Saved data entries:
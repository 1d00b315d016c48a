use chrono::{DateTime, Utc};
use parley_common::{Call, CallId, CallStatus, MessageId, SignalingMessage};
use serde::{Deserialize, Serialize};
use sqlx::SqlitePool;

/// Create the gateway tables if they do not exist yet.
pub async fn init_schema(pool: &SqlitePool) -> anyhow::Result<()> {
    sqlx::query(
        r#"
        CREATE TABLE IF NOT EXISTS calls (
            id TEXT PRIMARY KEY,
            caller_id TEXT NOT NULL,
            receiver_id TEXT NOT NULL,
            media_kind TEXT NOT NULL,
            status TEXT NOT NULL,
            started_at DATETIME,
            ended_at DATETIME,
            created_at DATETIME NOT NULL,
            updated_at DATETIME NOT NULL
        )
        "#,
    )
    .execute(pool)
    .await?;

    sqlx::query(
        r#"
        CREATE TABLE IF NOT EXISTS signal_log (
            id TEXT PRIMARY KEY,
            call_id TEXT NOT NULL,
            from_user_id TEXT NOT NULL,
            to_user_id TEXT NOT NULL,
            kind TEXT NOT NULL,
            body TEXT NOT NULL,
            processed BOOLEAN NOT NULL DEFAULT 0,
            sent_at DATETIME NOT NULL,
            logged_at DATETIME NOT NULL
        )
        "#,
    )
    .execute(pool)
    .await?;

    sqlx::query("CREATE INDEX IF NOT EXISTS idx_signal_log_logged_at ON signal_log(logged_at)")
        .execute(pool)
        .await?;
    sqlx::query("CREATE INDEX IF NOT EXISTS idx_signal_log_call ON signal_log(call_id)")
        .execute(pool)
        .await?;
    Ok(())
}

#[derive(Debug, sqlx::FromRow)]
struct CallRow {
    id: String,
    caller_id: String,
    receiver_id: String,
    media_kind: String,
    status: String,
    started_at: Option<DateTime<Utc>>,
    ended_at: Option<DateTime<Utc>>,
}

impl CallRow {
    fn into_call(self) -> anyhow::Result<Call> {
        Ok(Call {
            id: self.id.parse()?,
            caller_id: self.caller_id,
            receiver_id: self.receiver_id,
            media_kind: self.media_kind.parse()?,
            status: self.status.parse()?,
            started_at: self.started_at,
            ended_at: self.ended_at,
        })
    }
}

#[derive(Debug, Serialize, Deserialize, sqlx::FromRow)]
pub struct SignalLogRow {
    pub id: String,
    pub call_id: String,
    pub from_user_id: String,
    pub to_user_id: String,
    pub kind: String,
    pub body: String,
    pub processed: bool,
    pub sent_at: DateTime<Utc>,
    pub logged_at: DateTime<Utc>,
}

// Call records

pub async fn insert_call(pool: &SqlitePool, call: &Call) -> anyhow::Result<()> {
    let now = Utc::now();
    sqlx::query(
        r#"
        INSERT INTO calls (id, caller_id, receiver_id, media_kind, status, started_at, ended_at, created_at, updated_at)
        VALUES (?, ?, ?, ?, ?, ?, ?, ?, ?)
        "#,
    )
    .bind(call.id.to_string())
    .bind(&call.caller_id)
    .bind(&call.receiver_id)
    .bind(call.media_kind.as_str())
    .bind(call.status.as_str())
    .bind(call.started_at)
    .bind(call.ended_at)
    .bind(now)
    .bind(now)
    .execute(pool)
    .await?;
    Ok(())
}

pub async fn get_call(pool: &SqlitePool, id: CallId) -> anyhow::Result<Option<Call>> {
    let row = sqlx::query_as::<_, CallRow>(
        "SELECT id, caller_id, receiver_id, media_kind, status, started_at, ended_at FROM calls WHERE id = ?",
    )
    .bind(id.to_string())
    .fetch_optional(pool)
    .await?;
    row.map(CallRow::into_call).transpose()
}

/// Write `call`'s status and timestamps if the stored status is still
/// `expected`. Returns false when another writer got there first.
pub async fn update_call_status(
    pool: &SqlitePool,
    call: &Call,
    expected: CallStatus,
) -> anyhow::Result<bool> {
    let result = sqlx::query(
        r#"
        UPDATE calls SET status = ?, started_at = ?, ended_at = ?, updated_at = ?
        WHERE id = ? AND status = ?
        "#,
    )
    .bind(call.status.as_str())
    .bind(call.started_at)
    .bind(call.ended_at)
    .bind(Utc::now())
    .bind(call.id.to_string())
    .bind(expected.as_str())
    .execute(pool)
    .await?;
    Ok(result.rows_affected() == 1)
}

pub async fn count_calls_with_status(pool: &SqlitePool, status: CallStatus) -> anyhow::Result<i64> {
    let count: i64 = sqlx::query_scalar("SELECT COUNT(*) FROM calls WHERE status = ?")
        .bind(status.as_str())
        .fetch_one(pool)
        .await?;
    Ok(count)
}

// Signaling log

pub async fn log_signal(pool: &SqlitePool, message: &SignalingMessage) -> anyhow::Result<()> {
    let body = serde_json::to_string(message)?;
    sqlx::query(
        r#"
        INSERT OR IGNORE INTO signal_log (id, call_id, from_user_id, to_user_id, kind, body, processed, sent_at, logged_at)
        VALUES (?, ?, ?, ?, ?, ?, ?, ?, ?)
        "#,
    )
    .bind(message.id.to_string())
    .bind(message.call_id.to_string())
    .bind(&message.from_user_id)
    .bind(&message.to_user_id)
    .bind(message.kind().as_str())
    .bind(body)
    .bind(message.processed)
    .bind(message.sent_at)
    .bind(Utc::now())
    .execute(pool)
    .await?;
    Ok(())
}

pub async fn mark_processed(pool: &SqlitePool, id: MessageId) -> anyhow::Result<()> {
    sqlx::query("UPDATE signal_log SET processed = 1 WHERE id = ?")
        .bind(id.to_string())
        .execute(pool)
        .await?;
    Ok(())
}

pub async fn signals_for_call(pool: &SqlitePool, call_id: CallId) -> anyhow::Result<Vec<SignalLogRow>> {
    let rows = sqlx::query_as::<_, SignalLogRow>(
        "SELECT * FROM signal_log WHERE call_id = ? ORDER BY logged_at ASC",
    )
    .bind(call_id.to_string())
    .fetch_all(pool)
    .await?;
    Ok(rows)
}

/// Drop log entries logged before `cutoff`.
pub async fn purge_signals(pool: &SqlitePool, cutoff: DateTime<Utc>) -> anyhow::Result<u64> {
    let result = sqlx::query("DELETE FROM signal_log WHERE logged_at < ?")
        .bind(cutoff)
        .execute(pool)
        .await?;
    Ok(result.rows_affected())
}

---

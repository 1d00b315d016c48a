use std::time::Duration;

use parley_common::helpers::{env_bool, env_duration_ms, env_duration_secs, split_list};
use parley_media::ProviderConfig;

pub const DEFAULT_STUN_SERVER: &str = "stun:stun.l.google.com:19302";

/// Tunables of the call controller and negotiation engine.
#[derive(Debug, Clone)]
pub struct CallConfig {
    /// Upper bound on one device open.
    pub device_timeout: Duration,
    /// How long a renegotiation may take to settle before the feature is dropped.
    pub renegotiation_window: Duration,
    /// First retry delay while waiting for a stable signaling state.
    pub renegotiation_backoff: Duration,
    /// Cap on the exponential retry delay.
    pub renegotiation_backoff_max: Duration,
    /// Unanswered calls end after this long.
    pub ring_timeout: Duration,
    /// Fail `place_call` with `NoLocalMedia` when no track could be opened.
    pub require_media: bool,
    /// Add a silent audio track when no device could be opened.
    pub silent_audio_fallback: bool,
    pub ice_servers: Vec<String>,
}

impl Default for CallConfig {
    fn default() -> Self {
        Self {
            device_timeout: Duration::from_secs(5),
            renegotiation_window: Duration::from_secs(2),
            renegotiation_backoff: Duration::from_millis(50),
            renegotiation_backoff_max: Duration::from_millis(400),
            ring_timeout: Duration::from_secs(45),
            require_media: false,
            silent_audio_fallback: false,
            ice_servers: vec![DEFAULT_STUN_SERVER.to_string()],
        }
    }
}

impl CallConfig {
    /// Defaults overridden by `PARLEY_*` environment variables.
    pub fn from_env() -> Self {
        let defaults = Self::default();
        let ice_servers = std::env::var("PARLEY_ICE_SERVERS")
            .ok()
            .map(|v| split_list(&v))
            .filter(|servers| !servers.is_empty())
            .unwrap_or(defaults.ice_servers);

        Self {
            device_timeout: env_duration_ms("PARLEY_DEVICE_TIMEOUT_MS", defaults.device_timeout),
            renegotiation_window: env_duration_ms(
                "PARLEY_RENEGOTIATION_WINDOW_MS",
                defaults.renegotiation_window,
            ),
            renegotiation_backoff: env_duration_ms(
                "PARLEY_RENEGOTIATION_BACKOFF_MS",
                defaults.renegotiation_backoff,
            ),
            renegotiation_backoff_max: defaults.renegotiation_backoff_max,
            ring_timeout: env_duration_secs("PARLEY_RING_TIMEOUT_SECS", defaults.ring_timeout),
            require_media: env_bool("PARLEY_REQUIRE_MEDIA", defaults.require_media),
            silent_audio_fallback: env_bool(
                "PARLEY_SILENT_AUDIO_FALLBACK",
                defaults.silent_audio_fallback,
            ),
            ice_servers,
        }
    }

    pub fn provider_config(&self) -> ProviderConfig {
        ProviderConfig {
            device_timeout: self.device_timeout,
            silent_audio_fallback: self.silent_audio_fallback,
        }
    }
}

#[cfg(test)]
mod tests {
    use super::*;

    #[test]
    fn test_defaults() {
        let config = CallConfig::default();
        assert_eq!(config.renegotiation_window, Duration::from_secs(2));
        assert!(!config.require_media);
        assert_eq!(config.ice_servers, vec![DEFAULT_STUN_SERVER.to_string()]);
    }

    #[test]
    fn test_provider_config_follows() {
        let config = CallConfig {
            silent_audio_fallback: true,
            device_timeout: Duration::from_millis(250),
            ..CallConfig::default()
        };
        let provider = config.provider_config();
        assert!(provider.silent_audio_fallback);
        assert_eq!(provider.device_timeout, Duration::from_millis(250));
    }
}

__EXERCISE GOAL__
Within the records, in how many lines does the string "when" occur? Give the number and no other text.

__TASK SOLUTION__
3